[Date Prev][Date Next] [Thread Prev][Thread Next] [Date Index] [Thread Index]

Re: usefulness of ITPs (Re: mosh ITP not done, just package name taken over)



[ sorry for duplicate, Neil, pressed the wrong button ]

On 2012-03-26 09:17, Neil Williams wrote:
> On Mon, 26 Mar 2012 09:55:35 +0300
> "Eugene V. Lyubimkin" <jackyf@debian.org> wrote:
[...]
> > No, it's not nothing, and it's not a pointless bureaucracy. Filing an
> > ITP shows your intent to a hundreds of developers, which is:
> > 
> > a) useful for the ITP owner since it advertises the package for
> >    the prospective users;
> 
> That's true mostly after the ITP is closed but it's also true if the
> package, once uploaded, has a sensible package description. Both get
> indexed by every search engine worth using. The ITP itself has no real
> impact on this. [...]

No, it has. At least for me. I certainly know about or even installed
some software solely because I saw an ITP for them, for example,
'lightspark'. I doubt that many people use a search engine once a while
to see if there is new flash player available.

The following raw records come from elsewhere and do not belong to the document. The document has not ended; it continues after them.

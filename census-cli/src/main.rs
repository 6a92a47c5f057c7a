//! Entry point for the command-line interface.
#![forbid(unsafe_code)]

fn main() {
    if let Err(err) = census_cli::run() {
        eprintln!("census: {err}");
        std::process::exit(1);
    }
}
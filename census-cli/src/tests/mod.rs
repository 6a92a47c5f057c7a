//! Shared test harness modules for the census CLI.
#![expect(
    clippy::panic,
    reason = "Tests assert panic branches to surface unexpected CLI outcomes"
)]

use super::*;

mod helpers;
//! Business key to surrogate identifier lookups.
//!
//! Attribute rows name their region by a business key (for example an SA1
//! code). Geometry rows are identified by a surrogate `gid`. An
//! [`IdentifierLookup`] is built once per geometry table and a
//! [`KeyMatcher`] applies it to attribute keys, normalising them the same way
//! the database side was cast.

use std::collections::HashMap;

use serde::{Deserialize, Serialize};
use thiserror::Error;

use crate::database::{DatabaseError, SpatialDatabase};
use crate::schema::GeometrySource;

/// Cast applied to business keys before comparison.
#[derive(Debug, Clone, Copy, Default, PartialEq, Eq, Serialize, Deserialize)]
#[serde(rename_all = "lowercase")]
pub enum KeyCast {
    /// Compare keys as text.
    #[default]
    None,
    /// Compare keys as integers, so `"0123"` and `"123"` match.
    Integer,
}

impl KeyCast {
    /// Normalise a key the way the database renders a cast value.
    ///
    /// Keys that do not parse under an integer cast are returned trimmed so
    /// that the lookup reports them as missing rather than panicking.
    ///
    /// # Examples
    ///
    /// ```
    /// use census_core::KeyCast;
    ///
    /// assert_eq!(KeyCast::Integer.normalise(" 0123 "), "123");
    /// assert_eq!(KeyCast::None.normalise("0123"), "0123");
    /// ```
    pub fn normalise(self, key: &str) -> String {
        match self {
            Self::None => key.to_owned(),
            Self::Integer => {
                let trimmed = key.trim();
                trimmed
                    .parse::<i64>()
                    .map_or_else(|_| trimmed.to_owned(), |value| value.to_string())
            }
        }
    }
}

/// Errors raised while building an [`IdentifierLookup`].
#[derive(Debug, Error)]
pub enum LookupError {
    /// The geometry source was registered without a business key.
    #[error("geometry source {table} has no business key column")]
    NoBusinessKey {
        /// Geometry table.
        table: String,
    },
    /// Two geometry rows share the same normalised key.
    #[error("business key {key:?} maps to both gid {first} and gid {second} in {table}")]
    DuplicateKey {
        /// Geometry table.
        table: String,
        /// Offending key after normalisation.
        key: String,
        /// First identifier seen.
        first: i64,
        /// Conflicting identifier.
        second: i64,
    },
    /// Reading the key column failed.
    #[error(transparent)]
    Database(#[from] DatabaseError),
}

/// Immutable map from normalised business key to surrogate identifier.
#[derive(Debug, Clone, Default, PartialEq, Eq)]
pub struct IdentifierLookup {
    ids: HashMap<String, i64>,
}

impl IdentifierLookup {
    /// Read the key column of a geometry source and index it.
    ///
    /// Rows with a NULL key are skipped with a warning.
    pub fn build<D>(db: &mut D, source: &GeometrySource, cast: KeyCast) -> Result<Self, LookupError>
    where
        D: SpatialDatabase + ?Sized,
    {
        let key_column = source
            .business_key
            .as_deref()
            .ok_or_else(|| LookupError::NoBusinessKey {
                table: source.table.clone(),
            })?;
        let pairs = db.key_pairs(&source.table, &source.gid_column, key_column, cast)?;
        let mut ids = HashMap::with_capacity(pairs.len());
        let mut skipped = 0_usize;
        for (gid, key) in pairs {
            let Some(key) = key else {
                skipped += 1;
                continue;
            };
            if let Some(first) = ids.insert(key.clone(), gid) {
                return Err(LookupError::DuplicateKey {
                    table: source.table.clone(),
                    key,
                    first,
                    second: gid,
                });
            }
        }
        if skipped > 0 {
            log::warn!(
                "skipped {skipped} rows of {} with a NULL {key_column}",
                source.table
            );
        }
        log::debug!("indexed {} keys from {}", ids.len(), source.table);
        Ok(Self { ids })
    }

    /// Build a lookup from pre-normalised pairs.
    pub fn from_pairs<I, K>(pairs: I) -> Self
    where
        I: IntoIterator<Item = (K, i64)>,
        K: Into<String>,
    {
        Self {
            ids: pairs.into_iter().map(|(key, gid)| (key.into(), gid)).collect(),
        }
    }

    /// Identifier for an already-normalised key.
    pub fn get(&self, key: &str) -> Option<i64> {
        self.ids.get(key).copied()
    }

    /// Number of indexed keys.
    pub fn len(&self) -> usize {
        self.ids.len()
    }

    /// Whether no keys are indexed.
    pub fn is_empty(&self) -> bool {
        self.ids.is_empty()
    }
}

/// Applies an [`IdentifierLookup`] to raw attribute keys.
///
/// # Examples
///
/// ```
/// use census_core::{IdentifierLookup, KeyCast, KeyMatcher};
///
/// let matcher = KeyMatcher::new(IdentifierLookup::from_pairs([("105", 7)]), KeyCast::Integer);
/// assert_eq!(matcher.resolve("00105"), Some(7));
/// assert_eq!(matcher.resolve("106"), None);
/// ```
#[derive(Debug, Clone)]
pub struct KeyMatcher {
    lookup: IdentifierLookup,
    cast: KeyCast,
}

impl KeyMatcher {
    /// Pair a lookup with the cast used to build it.
    pub fn new(lookup: IdentifierLookup, cast: KeyCast) -> Self {
        Self { lookup, cast }
    }

    /// Surrogate identifier for a raw key, if present.
    pub fn resolve(&self, key: &str) -> Option<i64> {
        self.lookup.get(&self.cast.normalise(key))
    }

    /// Underlying lookup.
    pub fn lookup(&self) -> &IdentifierLookup {
        &self.lookup
    }

    /// Cast applied to raw keys.
    pub fn cast(&self) -> KeyCast {
        self.cast
    }
}
//! Stand-ins for the external converter used in tests.

use std::cell::RefCell;
use std::collections::{BTreeMap, BTreeSet};

use camino::{Utf8Path, Utf8PathBuf};
use census_core::Srid;
use census_core::test_support::MemoryDatabase;
use geo::{Geometry, Rect, coord};

use crate::shapes::{GEOMETRY_COLUMN, ShapeError, ShapefileLoader};

#[derive(Debug, Clone)]
struct StubLayer {
    key_column: String,
    keys: Vec<String>,
}

/// [`ShapefileLoader`] that creates in-memory geometry tables instead of
/// running a converter.
///
/// Each configured layer becomes a table of unit squares, one per key, with
/// surrogate ids counting from 1. Unconfigured tables are created empty.
#[derive(Debug, Default)]
pub struct StubShapefileLoader {
    layers: BTreeMap<String, StubLayer>,
    silent: BTreeSet<String>,
    loaded: RefCell<Vec<(Utf8PathBuf, String, Srid)>>,
}

impl StubShapefileLoader {
    /// A loader with no configured layers.
    pub fn new() -> Self {
        Self::default()
    }

    /// Populate `table` with one feature per key in `key_column`.
    #[must_use]
    pub fn with_layer<I, S>(mut self, table: &str, key_column: &str, keys: I) -> Self
    where
        I: IntoIterator<Item = S>,
        S: Into<String>,
    {
        self.layers.insert(
            table.to_owned(),
            StubLayer {
                key_column: key_column.to_owned(),
                keys: keys.into_iter().map(Into::into).collect(),
            },
        );
        self
    }

    /// Pretend to load `table` without creating anything.
    #[must_use]
    pub fn silent_for(mut self, table: &str) -> Self {
        self.silent.insert(table.to_owned());
        self
    }

    /// Every `(shapefile, table, srid)` loaded so far.
    pub fn loaded(&self) -> Vec<(Utf8PathBuf, String, Srid)> {
        self.loaded.borrow().clone()
    }
}

fn unit_square(offset: f64) -> Geometry<f64> {
    Geometry::Polygon(
        Rect::new(
            coord! { x: 149.0 + offset, y: -35.0 },
            coord! { x: 150.0 + offset, y: -34.0 },
        )
        .to_polygon(),
    )
}

impl ShapefileLoader<MemoryDatabase> for StubShapefileLoader {
    fn load(
        &self,
        db: &mut MemoryDatabase,
        shapefile: &Utf8Path,
        table: &str,
        srid: Srid,
    ) -> Result<(), ShapeError> {
        self.loaded
            .borrow_mut()
            .push((shapefile.to_path_buf(), table.to_owned(), srid));
        if self.silent.contains(table) {
            return Ok(());
        }
        let mut builder = db.add_geometry_table(table, GEOMETRY_COLUMN, srid);
        if let Some(layer) = self.layers.get(table) {
            builder = builder.with_column(&layer.key_column);
            let mut offset = 0.0;
            for (gid, key) in (1_i64..).zip(&layer.keys) {
                builder = builder.with_feature(
                    gid,
                    unit_square(offset),
                    &[(layer.key_column.as_str(), key.as_str())],
                );
                offset += 1.0;
            }
        }
        Ok(())
    }
}
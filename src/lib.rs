//! Facade crate for the census loader.
//!
//! This crate re-exports the core domain types: the schema catalogue model,
//! the registrars and the pipeline driver. Storage and file adapters live in
//! `census-data`; the `census` binary lives in `census-cli`.

#![forbid(unsafe_code)]

pub use census_core::{
    AttributeInput, Database, DatabaseError, DumpError, DumpOutcome, DumpRequest, DumpRunner,
    FinalizeReport, GeometryLayer, GeometryRegistrar, GeometrySource, KeyCast, KeyMatcher,
    Metadata, MetadataCatalogue, MetadataRegistrar, Pipeline, PipelineConfig, PipelineError,
    PipelineState, PipelineSummary, SchemaStore, SpatialDatabase, Srid, TableInfo,
};

#[cfg(feature = "test-support")]
pub use census_core::test_support;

And my own example to that is #524605. I know it caused some discussion
before that ITP was closed, and I am fairly sure very few people would
find it through a search engine.

> > b) useful for the Debian project since experienced people may
> >    immediately point that there are/there were some problems which
> >    prevented the package to be added before or made the package
> >    disappear from Debian archives in the past;
> > c) useful for the Debian project since experienced people may ask
> >    the ITP owner why to package the thing at all if they know/suspect
> >    there are superior things in the archive already;
> > d) useful for the Debian project because people sometimes choose
> >    too confusing/short names for packages, and answering to an ITP
> >    is usually the only chance for the public to suggest some better
> >    name before the package entered the archive, after which the renaming
> >    is more time-consuming and bureaucratic;
> 
> All of which can be good for those new to packaging but those who would
> do the commenting are generally reasonably proficient at anticipating
> such issues and choosing sensible names etc. from the beginning.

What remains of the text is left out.